(TASK INSTRUCTIONS) Please print out every entry below, verbatim.

(Collected data entries)
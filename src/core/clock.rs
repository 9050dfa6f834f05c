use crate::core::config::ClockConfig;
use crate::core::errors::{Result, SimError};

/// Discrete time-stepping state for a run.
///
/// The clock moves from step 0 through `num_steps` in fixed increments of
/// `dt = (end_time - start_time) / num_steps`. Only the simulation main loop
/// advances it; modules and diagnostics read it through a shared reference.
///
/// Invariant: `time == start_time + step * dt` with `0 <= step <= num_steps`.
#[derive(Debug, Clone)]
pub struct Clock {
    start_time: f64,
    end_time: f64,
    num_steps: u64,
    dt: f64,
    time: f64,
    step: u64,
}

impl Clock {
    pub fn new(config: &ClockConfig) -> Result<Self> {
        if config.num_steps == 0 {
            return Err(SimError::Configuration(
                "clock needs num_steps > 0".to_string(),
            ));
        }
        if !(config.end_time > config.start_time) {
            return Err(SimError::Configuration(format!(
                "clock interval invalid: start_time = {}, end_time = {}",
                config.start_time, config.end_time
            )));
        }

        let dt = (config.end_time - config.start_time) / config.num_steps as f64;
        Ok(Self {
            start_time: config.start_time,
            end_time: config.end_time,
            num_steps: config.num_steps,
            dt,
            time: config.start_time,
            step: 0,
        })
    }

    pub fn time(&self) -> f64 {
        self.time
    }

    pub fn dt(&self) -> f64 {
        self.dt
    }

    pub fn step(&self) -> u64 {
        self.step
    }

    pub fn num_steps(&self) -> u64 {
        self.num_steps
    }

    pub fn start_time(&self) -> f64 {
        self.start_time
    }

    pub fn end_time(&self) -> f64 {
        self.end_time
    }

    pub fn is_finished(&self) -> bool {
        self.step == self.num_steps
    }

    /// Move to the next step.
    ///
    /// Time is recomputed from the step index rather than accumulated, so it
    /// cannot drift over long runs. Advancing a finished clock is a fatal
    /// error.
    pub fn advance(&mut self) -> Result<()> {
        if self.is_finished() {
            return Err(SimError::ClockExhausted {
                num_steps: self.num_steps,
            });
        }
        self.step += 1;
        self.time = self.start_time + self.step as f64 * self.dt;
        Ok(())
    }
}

(ANSWER TO THE PROBLEM)
filename src/core/clock.rs
repository 9050dfa6f834f05c
use crate::core::config::ClockConfig;
use crate::core::errors::{Result, SimError};

/// Discrete time-stepping state for a run.
///
/// The clock moves from step 0 through `num_steps` in fixed increments of
/// `dt = (end_time - start_time) / num_steps`. Only the simulation main loop
/// advances it; modules and diagnostics read it through a shared reference.
///
/// Invariant: `time == start_time + step * dt` with `0 <= step <= num_steps`.
#[derive(Debug, Clone)]
pub struct Clock {
    start_time: f64,
    end_time: f64,
    num_steps: u64,
    dt: f64,
    time: f64,
    step: u64,
}

impl Clock {
    pub fn new(config: &ClockConfig) -> Result<Self> {
        if config.num_steps == 0 {
            return Err(SimError::Configuration(
                "clock needs num_steps > 0".to_string(),
            ));
        }
        if !(config.end_time > config.start_time) {
            return Err(SimError::Configuration(format!(
                "clock interval invalid: start_time = {}, end_time = {}",
                config.start_time, config.end_time
            )));
        }

        let dt = (config.end_time - config.start_time) / config.num_steps as f64;
        Ok(Self {
            start_time: config.start_time,
            end_time: config.end_time,
            num_steps: config.num_steps,
            dt,
            time: config.start_time,
            step: 0,
        })
    }

    pub fn time(&self) -> f64 {
        self.time
    }

    pub fn dt(&self) -> f64 {
        self.dt
    }

    pub fn step(&self) -> u64 {
        self.step
    }

    pub fn num_steps(&self) -> u64 {
        self.num_steps
    }

    pub fn start_time(&self) -> f64 {
        self.start_time
    }

    pub fn end_time(&self) -> f64 {
        self.end_time
    }

    pub fn is_finished(&self) -> bool {
        self.step == self.num_steps
    }

    /// Move to the next step.
    ///
    /// Time is recomputed from the step index rather than accumulated, so it
    /// cannot drift over long runs. Advancing a finished clock is a fatal
    /// error.
    pub fn advance(&mut self) -> Result<()> {
        if self.is_finished() {
            return Err(SimError::ClockExhausted {
                num_steps: self.num_steps,
            });
        }
        self.step += 1;
        self.time = self.start_time + self.step as f64 * self.dt;
        Ok(())
    }
}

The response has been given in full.